Saved entries:
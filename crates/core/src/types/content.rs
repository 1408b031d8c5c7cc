//! The editable site content document.

use serde::{Deserialize, Serialize};

use super::archive::ArchiveItem;
use super::id::{ArchiveItemId, ProductId};
use super::product::Product;

/// Hero section copy.
#[derive(Debug, Clone, PartialEq, Eq, Serialize, Deserialize)]
pub struct HeroContent {
    pub slogan: String,
    pub title: String,
    pub subtitle: String,
}

/// The complete editable content of the site.
///
/// This is the process-wide singleton held by the content facade: constructed
/// from [`crate::defaults::default_content`] at startup, overlaid with
/// persisted and remote state, and mutated only through the facade's update
/// operations.
///
/// Invariant: `products` and `archive_items` entries have globally unique
/// ids; upserts are keyed on `id` (replace in place if present, else
/// prepend).
#[derive(Debug, Clone, PartialEq, Eq, Serialize, Deserialize)]
#[serde(rename_all = "camelCase")]
pub struct SiteContent {
    pub hero: HeroContent,
    pub marquee: Vec<String>,
    pub fomo_messages: Vec<String>,
    pub products: Vec<Product>,
    pub archive_items: Vec<ArchiveItem>,
}

impl SiteContent {
    /// Look up a product by id.
    #[must_use]
    pub fn product(&self, id: &ProductId) -> Option<&Product> {
        self.products.iter().find(|p| &p.id == id)
    }

    /// Look up an archive entry by id.
    #[must_use]
    pub fn archive_item(&self, id: &ArchiveItemId) -> Option<&ArchiveItem> {
        self.archive_items.iter().find(|i| &i.id == id)
    }

    /// Replace the product with the same id, or prepend if absent.
    pub fn upsert_product(&mut self, product: Product) {
        match self.products.iter_mut().find(|p| p.id == product.id) {
            Some(slot) => *slot = product,
            None => self.products.insert(0, product),
        }
    }

    /// Remove the product with the given id, if present.
    pub fn delete_product(&mut self, id: &ProductId) {
        self.products.retain(|p| &p.id != id);
    }

    /// Replace the archive entry with the same id, or prepend if absent.
    pub fn upsert_archive_item(&mut self, item: ArchiveItem) {
        match self.archive_items.iter_mut().find(|i| i.id == item.id) {
            Some(slot) => *slot = item,
            None => self.archive_items.insert(0, item),
        }
    }

    /// Remove the archive entry with the given id, if present.
    pub fn delete_archive_item(&mut self, id: &ArchiveItemId) {
        self.archive_items.retain(|i| &i.id != id);
    }
}

#[cfg(test)]
mod tests {
    use super::*;
    use crate::defaults::default_content;
    use crate::types::{DisplayPrice, ItemStatus};

    fn product(id: &str, name: &str) -> Product {
        Product {
            id: ProductId::new(id),
            name: name.to_string(),
            price: DisplayPrice::new("$100"),
            status: ItemStatus::Available,
            category: "Tops".to_string(),
            image_url: String::new(),
            provenance: String::new(),
            details: Vec::new(),
            carbon_saved: "1.0kg".to_string(),
            era: "MODERN_HYBRID".to_string(),
        }
    }

    #[test]
    fn test_upsert_prepends_new_products() {
        let mut content = default_content();
        let count = content.products.len();

        content.upsert_product(product("PX-900", "NEW PIECE"));

        assert_eq!(content.products.len(), count + 1);
        assert_eq!(
            content.products.first().map(|p| p.id.as_str()),
            Some("PX-900")
        );
    }

    #[test]
    fn test_upsert_replaces_in_place() {
        let mut content = default_content();
        let count = content.products.len();

        content.upsert_product(product("PX-001", "RENAMED"));

        assert_eq!(content.products.len(), count);
        let renamed = content.product(&ProductId::new("PX-001")).expect("present");
        assert_eq!(renamed.name, "RENAMED");
    }

    #[test]
    fn test_upsert_delete_sequences_keep_ids_unique() {
        let mut content = default_content();
        content.products.clear();

        // Arbitrary sequence over three ids; the list must end with exactly
        // one entry per surviving id, reflecting the last upsert.
        content.upsert_product(product("A", "a1"));
        content.upsert_product(product("B", "b1"));
        content.upsert_product(product("A", "a2"));
        content.upsert_product(product("C", "c1"));
        content.delete_product(&ProductId::new("B"));
        content.upsert_product(product("C", "c2"));

        let mut ids: Vec<&str> = content.products.iter().map(|p| p.id.as_str()).collect();
        ids.sort_unstable();
        assert_eq!(ids, vec!["A", "C"]);
        assert_eq!(
            content.product(&ProductId::new("A")).map(|p| p.name.as_str()),
            Some("a2")
        );
        assert_eq!(
            content.product(&ProductId::new("C")).map(|p| p.name.as_str()),
            Some("c2")
        );
    }

    #[test]
    fn test_delete_missing_id_is_noop() {
        let mut content = default_content();
        let count = content.products.len();
        content.delete_product(&ProductId::new("PX-999"));
        assert_eq!(content.products.len(), count);
    }
}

**Work required**.
The records above must be set down again exactly as written.

**Exercise response**.
filename crates/core/src/types/content.rs
repository 1408b031d8c5c7cc
//! The editable site content document.

use serde::{Deserialize, Serialize};

use super::archive::ArchiveItem;
use super::id::{ArchiveItemId, ProductId};
use super::product::Product;

/// Hero section copy.
#[derive(Debug, Clone, PartialEq, Eq, Serialize, Deserialize)]
pub struct HeroContent {
    pub slogan: String,
    pub title: String,
    pub subtitle: String,
}

/// The complete editable content of the site.
///
/// This is the process-wide singleton held by the content facade: constructed
/// from [`crate::defaults::default_content`] at startup, overlaid with
/// persisted and remote state, and mutated only through the facade's update
/// operations.
///
/// Invariant: `products` and `archive_items` entries have globally unique
/// ids; upserts are keyed on `id` (replace in place if present, else
/// prepend).
#[derive(Debug, Clone, PartialEq, Eq, Serialize, Deserialize)]
#[serde(rename_all = "camelCase")]
pub struct SiteContent {
    pub hero: HeroContent,
    pub marquee: Vec<String>,
    pub fomo_messages: Vec<String>,
    pub products: Vec<Product>,
    pub archive_items: Vec<ArchiveItem>,
}

impl SiteContent {
    /// Look up a product by id.
    #[must_use]
    pub fn product(&self, id: &ProductId) -> Option<&Product> {
        self.products.iter().find(|p| &p.id == id)
    }

    /// Look up an archive entry by id.
    #[must_use]
    pub fn archive_item(&self, id: &ArchiveItemId) -> Option<&ArchiveItem> {
        self.archive_items.iter().find(|i| &i.id == id)
    }

    /// Replace the product with the same id, or prepend if absent.
    pub fn upsert_product(&mut self, product: Product) {
        match self.products.iter_mut().find(|p| p.id == product.id) {
            Some(slot) => *slot = product,
            None => self.products.insert(0, product),
        }
    }

    /// Remove the product with the given id, if present.
    pub fn delete_product(&mut self, id: &ProductId) {
        self.products.retain(|p| &p.id != id);
    }

    /// Replace the archive entry with the same id, or prepend if absent.
    pub fn upsert_archive_item(&mut self, item: ArchiveItem) {
        match self.archive_items.iter_mut().find(|i| i.id == item.id) {
            Some(slot) => *slot = item,
            None => self.archive_items.insert(0, item),
        }
    }

    /// Remove the archive entry with the given id, if present.
    pub fn delete_archive_item(&mut self, id: &ArchiveItemId) {
        self.archive_items.retain(|i| &i.id != id);
    }
}

#[cfg(test)]
mod tests {
    use super::*;
    use crate::defaults::default_content;
    use crate::types::{DisplayPrice, ItemStatus};

    fn product(id: &str, name: &str) -> Product {
        Product {
            id: ProductId::new(id),
            name: name.to_string(),
            price: DisplayPrice::new("$100"),
            status: ItemStatus::Available,
            category: "Tops".to_string(),
            image_url: String::new(),
            provenance: String::new(),
            details: Vec::new(),
            carbon_saved: "1.0kg".to_string(),
            era: "MODERN_HYBRID".to_string(),
        }
    }

    #[test]
    fn test_upsert_prepends_new_products() {
        let mut content = default_content();
        let count = content.products.len();

        content.upsert_product(product("PX-900", "NEW PIECE"));

        assert_eq!(content.products.len(), count + 1);
        assert_eq!(
            content.products.first().map(|p| p.id.as_str()),
            Some("PX-900")
        );
    }

    #[test]
    fn test_upsert_replaces_in_place() {
        let mut content = default_content();
        let count = content.products.len();

        content.upsert_product(product("PX-001", "RENAMED"));

        assert_eq!(content.products.len(), count);
        let renamed = content.product(&ProductId::new("PX-001")).expect("present");
        assert_eq!(renamed.name, "RENAMED");
    }

    #[test]
    fn test_upsert_delete_sequences_keep_ids_unique() {
        let mut content = default_content();
        content.products.clear();

        // Arbitrary sequence over three ids; the list must end with exactly
        // one entry per surviving id, reflecting the last upsert.
        content.upsert_product(product("A", "a1"));
        content.upsert_product(product("B", "b1"));
        content.upsert_product(product("A", "a2"));
        content.upsert_product(product("C", "c1"));
        content.delete_product(&ProductId::new("B"));
        content.upsert_product(product("C", "c2"));

        let mut ids: Vec<&str> = content.products.iter().map(|p| p.id.as_str()).collect();
        ids.sort_unstable();
        assert_eq!(ids, vec!["A", "C"]);
        assert_eq!(
            content.product(&ProductId::new("A")).map(|p| p.name.as_str()),
            Some("a2")
        );
        assert_eq!(
            content.product(&ProductId::new("C")).map(|p| p.name.as_str()),
            Some("c2")
        );
    }

    #[test]
    fn test_delete_missing_id_is_noop() {
        let mut content = default_content();
        let count = content.products.len();
        content.delete_product(&ProductId::new("PX-999"));
        assert_eq!(content.products.len(), count);
    }
}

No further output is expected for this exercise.